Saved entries
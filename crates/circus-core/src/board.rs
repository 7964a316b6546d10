//! Worker placement.
//!
//! The board tracks how many workers each participant has on each location.
//! A placement is validated in full before anything changes; the slot is
//! then occupied, the location's effect fires, and only after that is the
//! deployment cost paid. A failed coin flip vacates the slot, kills the
//! worker, and waives the cost.

use crate::actions::GameEvent;
use crate::game::{GameError, GameState};
use crate::player::{PlayerId, Resource, ResourceHand};
use crate::rng::coin_flip;
use crate::rules::{LocationDef, LocationEffect, Ruleset};
use rand::Rng;
use serde::{Deserialize, Serialize};
use std::collections::BTreeMap;
use tracing::debug;

/// What happened to the worker after its location's effect fired
#[derive(Debug, Clone, Copy, PartialEq, Eq)]
enum Placement {
    /// Worker stays and the deployment cost is paid
    Stays,
    /// Worker died; slot vacated and cost waived
    Died,
}

/// Worker occupancy per location per participant
#[derive(Debug, Clone, Default, PartialEq, Eq, Serialize, Deserialize)]
pub struct Board {
    pub occupancy: BTreeMap<String, BTreeMap<PlayerId, u32>>,
}
//! Static game configuration.
//!
//! A `Ruleset` is loaded once (built in, or from JSON) and never mutated by
//! the engine. It describes:
//! - Setup values and the shared supply
//! - Victory-track bounds and win conditions
//! - Phase order and each phase's turn-order method
//! - Board locations and their effects
//! - Market price lists and restock tiers
//! - Act and event cards

use crate::phase::Phase;
use crate::player::{Bounds, Player, Resource, ResourceHand, Track, Tracks};
use serde::{Deserialize, Serialize};
use std::collections::{BTreeMap, HashSet};
use thiserror::Error;

/// Problems found while loading or validating a ruleset
#[derive(Debug, Error)]
pub enum RulesError {
    #[error("Malformed ruleset: {0}")]
    Parse(#[from] serde_json::Error),

    #[error("Player count range {min}-{max} is invalid")]
    PlayerCount { min: usize, max: usize },

    #[error("Duplicate id: {0}")]
    DuplicateId(String),

    #[error("Phase {0:?} is not configured")]
    MissingPhase(Phase),

    #[error("Phase {0:?} is configured more than once")]
    DuplicatePhase(Phase),

    #[error("Phase {phase:?} cannot use turn order {method:?}")]
    IllegalTurnOrder {
        phase: Phase,
        method: TurnOrderMethod,
    },

    #[error("Location {location} references unconfigured market {resource}")]
    UnknownMarket { location: String, resource: Resource },

    #[error("Event {event} references unknown location {location}")]
    UnknownLocation { event: String, location: String },

    #[error("Bounds of the {0} track must contain the starting value and the win threshold")]
    TrackBounds(Track),

    #[error("Market for {0} has no restock tiers")]
    EmptyTiers(Resource),

    #[error("At least one execution act is required")]
    NoExecutionActs,

    #[error("Display of {display} acts exceeds the regular pool of {pool}")]
    DisplayTooLarge { display: usize, pool: usize },

    #[error("At least one event card is required")]
    NoEvents,
}

/// How the turn order of a phase is computed
#[derive(Debug, Clone, Copy, PartialEq, Eq, Serialize, Deserialize)]
#[serde(rename_all = "snake_case")]
pub enum TurnOrderMethod {
    /// Descending by a track value, ties by seat
    TrackLeader(Track),
    /// The queue of the market currently being resolved
    MarketQueue,
    /// First-bid order of the selected acts, then seat order
    BidOrder,
    /// Fully automatic phase
    None,
}

#[derive(Debug, Clone, Copy, PartialEq, Eq, Serialize, Deserialize)]
pub struct PhaseRule {
    pub phase: Phase,
    pub turn_order: TurnOrderMethod,
}

/// Coin amount that is either fixed or derived from a participant's state
#[derive(Debug, Clone, Copy, PartialEq, Eq, Serialize, Deserialize)]
#[serde(rename_all = "snake_case")]
pub enum CoinFormula {
    Flat(u32),
    /// One coin per unit of a resource held
    PerResourceUnit(Resource),
    /// Coins equal to a track value, never below `minimum`
    TrackValue { track: Track, minimum: i32 },
}

impl CoinFormula {
    /// Coins this formula yields for a participant
    pub fn amount(&self, player: &Player) -> u32 {
        match *self {
            CoinFormula::Flat(n) => n,
            CoinFormula::PerResourceUnit(resource) => player.resources.get(resource),
            CoinFormula::TrackValue { track, minimum } => {
                player.track(track).max(minimum).max(0) as u32
            }
        }
    }
}

/// Effect fired when a worker is placed on a location
#[derive(Debug, Clone, PartialEq, Eq, Serialize, Deserialize)]
#[serde(rename_all = "snake_case")]
pub enum LocationEffect {
    /// Draw from the shared supply, bounded by what is left
    GainResource { resource: Resource, amount: u32 },
    /// 50/50: reward on success, the worker dies on failure
    CoinFlip { reward: ResourceHand },
    /// Turn-scoped track movement
    TrackMovement {
        tracks: Tracks,
        #[serde(default)]
        sets_first_player: bool,
    },
    /// Pay `cost`, receive `reward` plus newly minted workers
    ResourceConversion {
        cost: ResourceHand,
        reward: ResourceHand,
        #[serde(default)]
        mint_workers: u32,
    },
    /// Pay `cost` to see the top of the event deck
    Information { cost: ResourceHand },
    /// Join the buy queue of a market
    Market { resource: Resource },
}

#[derive(Debug, Clone, PartialEq, Eq, Serialize, Deserialize)]
pub struct LocationDef {
    pub id: String,
    pub name: String,
    /// `None` means unlimited
    pub max_per_participant: Option<u32>,
    pub max_total: Option<u32>,
    pub effect: LocationEffect,
}

/// A performance card players bid on
#[derive(Debug, Clone, PartialEq, Eq, Serialize, Deserialize)]
pub struct ActCard {
    pub id: String,
    pub name: String,
    /// Paid at resolution, separate from the bid
    #[serde(default)]
    pub coin_cost: u32,
    /// Materials a participant must hold at resolution
    #[serde(default)]
    pub resource_cost: ResourceHand,
    pub coin_reward: Option<CoinFormula>,
    #[serde(default)]
    pub tracks: Tracks,
    pub has_winner: bool,
    pub consumes_resources: bool,
    #[serde(default)]
    pub non_participant_penalty: Tracks,
}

● **What to do**: If a line of the entries contains "references", it counts; say how many such lines there are and give only the number.

● **Final answer**: 2